Booth Id:
BMED049
Category:
Biomedical and Health Sciences
Year:
2018
Finalist Names:
Alharbi, Abdulelah (School: Alssdeq Secondary School)
Abstract:
Alzheimer’s disease (AD) is a neurodegenerative disorder that causes progressively decreased memory functions. Nearly 44 million people have AD worldwide. Moreover, AD cannot be prevented, cured, or even slowed down. One of the main characteristics of AD is the aggregation of BETA-Amyloid (Abeta). This research proposes using novel ultrashort peptides, with inhibiting characteristics, to inhibit Abeta aggregation in C. elegans. Two C. elegans strains were used as in vivo model organisms. One is genetically engineered to expresses the full-length human Abeta (CL4176) and the other is the wild-type (N2). Three plates per strain were prepared with ultrashort peptides added on their food source (E. coli OP50), and the nematodes were left feeding. Both strains were subjected to 20 hours of temperature up-shift to induce Abeta aggregation in CL4176 strain. Abeta aggregation leads to paralysis, and the number of nematodes with paralysis were scored 20 hours after temperature up-shift, every 2 hours for a total of 10 hours. CL4176 strain with ultrashort peptides added to their food had fewer paralyzed nematodes compared to the CL4176 without ultrashort peptides (average paralysis inhibition 19% at 20mM, p-value <0.01) which suggests less Abeta aggregation.
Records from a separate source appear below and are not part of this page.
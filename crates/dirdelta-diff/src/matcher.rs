//! Greedy longest-match sequence alignment.
//!
//! [`SequenceMatcher`] finds the longest contiguous run common to both
//! sequences, then recurses on the pieces to its left and right. Ties are
//! broken by the earliest start in `a`, then the earliest start in `b`. The
//! resulting matching blocks are turned into `similar::DiffOp` opcodes so the
//! grouping step can reuse `similar::group_diff_ops`.

use std::collections::HashMap;
use std::hash::Hash;
use std::ops::Range;

use dirdelta_types::DiffSpanKind;
use serde::{Deserialize, Serialize};
use similar::{DiffOp, DiffTag};

use crate::error::Interrupted;

/// Sequences of at least this many items on the `b` side get the
/// popular-item heuristic.
pub const AUTOJUNK_MIN_LEN: usize = 200;

/// A run of `len` equal items starting at `a[a]` and `b[b]`.
#[derive(Clone, Copy, Debug, PartialEq, Eq, PartialOrd, Ord, Hash)]
pub struct Match {
    pub a: usize,
    pub b: usize,
    pub len: usize,
}

/// A tagged instruction mapping `a[old]` onto `b[new]`.
#[derive(Clone, Debug, PartialEq, Eq, Serialize, Deserialize)]
pub struct Opcode {
    pub tag: DiffSpanKind,
    pub old: Range<usize>,
    pub new: Range<usize>,
}

impl From<&DiffOp> for Opcode {
    fn from(op: &DiffOp) -> Self {
        let (tag, old, new) = op.as_tag_tuple();
        let tag = match tag {
            DiffTag::Equal => DiffSpanKind::Equal,
            DiffTag::Delete => DiffSpanKind::Delete,
            DiffTag::Insert => DiffSpanKind::Insert,
            DiffTag::Replace => DiffSpanKind::Replace,
        };
        Self { tag, old, new }
    }
}

/// Aligns two sequences by repeatedly taking the longest common run.
pub struct SequenceMatcher<'a, T> {
    a: &'a [T],
    b: &'a [T],
    /// Positions of each indexed item of `b`. Popular items are left out.
    b2j: HashMap<&'a T, Vec<usize>>,
}

impl<'a, T: Eq + Hash> SequenceMatcher<'a, T> {
    /// Create a matcher with the popular-item heuristic enabled.
    pub fn new(a: &'a [T], b: &'a [T]) -> Self {
        Self::with_autojunk(a, b, true)
    }

    /// Create a matcher, choosing whether popular items of `b` are dropped
    /// from the index.
    ///
    /// With `autojunk`, when `b` has at least [`AUTOJUNK_MIN_LEN`] items,
    /// any item occurring more than `len / 100 + 1` times is not used to seed
    /// matches. Matches are still extended across such items.
    pub fn with_autojunk(a: &'a [T], b: &'a [T], autojunk: bool) -> Self {
        let mut b2j: HashMap<&'a T, Vec<usize>> = HashMap::new();
        for (j, item) in b.iter().enumerate() {
            b2j.entry(item).or_default().push(j);
        }

        if autojunk && b.len() >= AUTOJUNK_MIN_LEN {
            let threshold = b.len() / 100 + 1;
            b2j.retain(|_, positions| positions.len() <= threshold);
        }

        Self { a, b, b2j }
    }

    /// Longest matching run inside `a[alo..ahi]` and `b[blo..bhi]`.
    ///
    /// Returns a zero-length match at `(alo, blo)` when nothing matches.
    pub fn find_longest_match(&self, alo: usize, ahi: usize, blo: usize, bhi: usize) -> Match {
        // `never` cannot interrupt, so the fallback is not reached.
        self.longest_match(alo, ahi, blo, bhi, &never)
            .unwrap_or(Match {
                a: alo,
                b: blo,
                len: 0,
            })
    }

    /// Like [`find_longest_match`](Self::find_longest_match), polling `stop`
    /// once per item of `a`.
    fn longest_match(
        &self,
        alo: usize,
        ahi: usize,
        blo: usize,
        bhi: usize,
        stop: &dyn Fn() -> bool,
    ) -> Result<Match, Interrupted> {
        let mut best = Match {
            a: alo,
            b: blo,
            len: 0,
        };

        // j2len[j] = length of the match ending at a[i - 1], b[j].
        let mut j2len: HashMap<usize, usize> = HashMap::new();
        for i in alo..ahi {
            if stop() {
                return Err(Interrupted);
            }
            let mut next: HashMap<usize, usize> = HashMap::new();
            if let Some(positions) = self.b2j.get(&self.a[i]) {
                for &j in positions {
                    if j < blo {
                        continue;
                    }
                    if j >= bhi {
                        break;
                    }
                    let k = j
                        .checked_sub(1)
                        .and_then(|prev| j2len.get(&prev))
                        .copied()
                        .unwrap_or(0)
                        + 1;
                    next.insert(j, k);
                    if k > best.len {
                        best = Match {
                            a: i + 1 - k,
                            b: j + 1 - k,
                            len: k,
                        };
                    }
                }
            }
            j2len = next;
        }

        // Grow across items the index skipped.
        while best.a > alo && best.b > blo && self.a[best.a - 1] == self.b[best.b - 1] {
            best.a -= 1;
            best.b -= 1;
            best.len += 1;
        }
        while best.a + best.len < ahi
            && best.b + best.len < bhi
            && self.a[best.a + best.len] == self.b[best.b + best.len]
        {
            best.len += 1;
        }

        Ok(best)
    }

    /// All matching blocks in ascending order, adjacent blocks merged, ending
    /// with the sentinel `(a.len(), b.len(), 0)`.
    pub fn matching_blocks(&self) -> Vec<Match> {
        self.matching_blocks_until(&never).unwrap_or_default()
    }

    /// [`matching_blocks`](Self::matching_blocks), abandoned with
    /// [`Interrupted`] as soon as `stop` returns `true`.
    pub fn matching_blocks_until(&self, stop: &dyn Fn() -> bool) -> Result<Vec<Match>, Interrupted> {
        let (la, lb) = (self.a.len(), self.b.len());
        let mut queue = vec![(0, la, 0, lb)];
        let mut blocks = Vec::new();

        while let Some((alo, ahi, blo, bhi)) = queue.pop() {
            let m = self.longest_match(alo, ahi, blo, bhi, stop)?;
            if m.len == 0 {
                continue;
            }
            if alo < m.a && blo < m.b {
                queue.push((alo, m.a, blo, m.b));
            }
            if m.a + m.len < ahi && m.b + m.len < bhi {
                queue.push((m.a + m.len, ahi, m.b + m.len, bhi));
            }
            blocks.push(m);
        }
        blocks.sort();

        let mut merged: Vec<Match> = Vec::with_capacity(blocks.len() + 1);
        for m in blocks {
            if let Some(last) = merged.last_mut() {
                if last.a + last.len == m.a && last.b + last.len == m.b {
                    last.len += m.len;
                    continue;
                }
            }
            merged.push(m);
        }
        merged.push(Match {
            a: la,
            b: lb,
            len: 0,
        });
        Ok(merged)
    }

    /// The opcode sequence that turns `a` into `b`.
    ///
    /// Gaps before each matching block become `Replace`, `Delete`, or
    /// `Insert` depending on which side is non-empty; the blocks themselves
    /// become `Equal`.
    pub fn diff_ops(&self) -> Vec<DiffOp> {
        self.diff_ops_until(&never).unwrap_or_default()
    }

    /// [`diff_ops`](Self::diff_ops), abandoned when `stop` returns `true`.
    pub fn diff_ops_until(&self, stop: &dyn Fn() -> bool) -> Result<Vec<DiffOp>, Interrupted> {
        let mut ops = Vec::new();
        let (mut i, mut j) = (0, 0);

        for m in self.matching_blocks_until(stop)? {
            let old_len = m.a - i;
            let new_len = m.b - j;
            match (old_len > 0, new_len > 0) {
                (true, true) => ops.push(DiffOp::Replace {
                    old_index: i,
                    old_len,
                    new_index: j,
                    new_len,
                }),
                (true, false) => ops.push(DiffOp::Delete {
                    old_index: i,
                    old_len,
                    new_index: j,
                }),
                (false, true) => ops.push(DiffOp::Insert {
                    old_index: i,
                    new_index: j,
                    new_len,
                }),
                (false, false) => {}
            }
            if m.len > 0 {
                ops.push(DiffOp::Equal {
                    old_index: m.a,
                    new_index: m.b,
                    len: m.len,
                });
            }
            i = m.a + m.len;
            j = m.b + m.len;
        }

        Ok(ops)
    }

    /// [`diff_ops`](Self::diff_ops) as serializable opcodes.
    pub fn opcodes(&self) -> Vec<Opcode> {
        self.diff_ops().iter().map(Opcode::from).collect()
    }
}

/// A stop check that never fires.
pub(crate) fn never() -> bool {
    false
}

#[cfg(test)]
mod tests {
    use super::*;

    fn chars(s: &str) -> Vec<char> {
        s.chars().collect()
    }

    #[test]
    fn longest_match_prefers_earliest_in_a() {
        let a = chars(" abcd");
        let b = chars("abcd abcd");
        let m = SequenceMatcher::new(&a, &b).find_longest_match(0, 5, 0, 9);
        assert_eq!(m, Match { a: 0, b: 4, len: 5 });
    }

    #[test]
    fn longest_match_ties_resolve_left() {
        let a = chars("ab");
        let b = chars("ba");
        // Both single-item runs have length 1; `a[0]` wins.
        let m = SequenceMatcher::new(&a, &b).find_longest_match(0, 2, 0, 2);
        assert_eq!(m, Match { a: 0, b: 1, len: 1 });
    }

    #[test]
    fn no_match_is_zero_length_at_origin() {
        let a = chars("xyz");
        let b = chars("abc");
        let m = SequenceMatcher::new(&a, &b).find_longest_match(0, 3, 0, 3);
        assert_eq!(m, Match { a: 0, b: 0, len: 0 });
    }

    #[test]
    fn matching_blocks_end_with_sentinel() {
        let a = chars("abxcd");
        let b = chars("abcd");
        let blocks = SequenceMatcher::new(&a, &b).matching_blocks();
        assert_eq!(
            blocks,
            vec![
                Match { a: 0, b: 0, len: 2 },
                Match { a: 3, b: 2, len: 2 },
                Match { a: 5, b: 4, len: 0 },
            ]
        );
    }

    #[test]
    fn opcodes_cover_both_sequences() {
        let a = chars("qabxcd");
        let b = chars("abycdf");
        let ops = SequenceMatcher::new(&a, &b).opcodes();
        let tags: Vec<_> = ops.iter().map(|op| op.tag).collect();
        assert_eq!(
            tags,
            vec![
                DiffSpanKind::Delete,
                DiffSpanKind::Equal,
                DiffSpanKind::Replace,
                DiffSpanKind::Equal,
                DiffSpanKind::Insert,
            ]
        );
        assert_eq!(ops[0].old, 0..1);
        assert_eq!(ops[2].old, 3..4);
        assert_eq!(ops[2].new, 2..3);
        assert_eq!(ops[4].new, 5..6);
    }

    #[test]
    fn identical_sequences_are_one_equal_op() {
        let a = chars("same");
        let ops = SequenceMatcher::new(&a, &a).opcodes();
        assert_eq!(ops.len(), 1);
        assert_eq!(ops[0].tag, DiffSpanKind::Equal);
        assert_eq!(ops[0].old, 0..4);
    }

    #[test]
    fn empty_sequences_produce_no_ops() {
        let empty: Vec<char> = Vec::new();
        assert!(SequenceMatcher::new(&empty, &empty).opcodes().is_empty());
        let b = chars("abc");
        let ops = SequenceMatcher::new(&empty, &b).opcodes();
        assert_eq!(ops.len(), 1);
        assert_eq!(ops[0].tag, DiffSpanKind::Insert);
    }

    #[test]
    fn popular_items_still_extend_matches() {
        // 300 copies of "x" make "x" popular in b; the unique "y" anchors a
        // match that is then extended across the popular neighbours.
        let mut a = vec!["x"; 3];
        a.push("y");
        a.extend(vec!["x"; 3]);
        let mut b = vec!["x"; 300];
        b.insert(150, "y");

        let matcher = SequenceMatcher::new(&a, &b);
        let m = matcher.find_longest_match(0, a.len(), 0, b.len());
        assert_eq!(m, Match { a: 0, b: 147, len: 7 });

        let plain = SequenceMatcher::with_autojunk(&a, &b, false);
        assert_eq!(plain.find_longest_match(0, a.len(), 0, b.len()).len, 7);
    }

    #[test]
    fn stop_request_abandons_matching() {
        let a = chars("abcabcabc");
        let b = chars("cbacbacba");
        let matcher = SequenceMatcher::with_autojunk(&a, &b, false);
        assert_eq!(matcher.matching_blocks_until(&|| true), Err(Interrupted));
        assert_eq!(matcher.diff_ops_until(&|| true), Err(Interrupted));
        assert_eq!(
            matcher.matching_blocks_until(&|| false).unwrap(),
            matcher.matching_blocks()
        );
    }

    #[test]
    fn stop_is_polled_during_a_single_scan() {
        use std::cell::Cell;

        let a = chars(&"ab".repeat(50));
        let b = chars(&"ba".repeat(50));
        let polls = Cell::new(0);
        let stop = || {
            polls.set(polls.get() + 1);
            polls.get() > 10
        };
        let result = SequenceMatcher::with_autojunk(&a, &b, false).matching_blocks_until(&stop);
        assert_eq!(result, Err(Interrupted));
        assert_eq!(polls.get(), 11);
    }
}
Moreover, ultrashort peptides showed no toxicity on the wild-type N2 strain. Thioflavin assays will be performed to observe the molecular mechanisms of the ultrashort peptides. These novel ultrashort peptides inhibitor proved to be efficient at inhibiting paralysis in an in vivo environment. This pre-clinical work suggests the potential use of these novel ultrashort peptides as a future therapeutic agent against AD.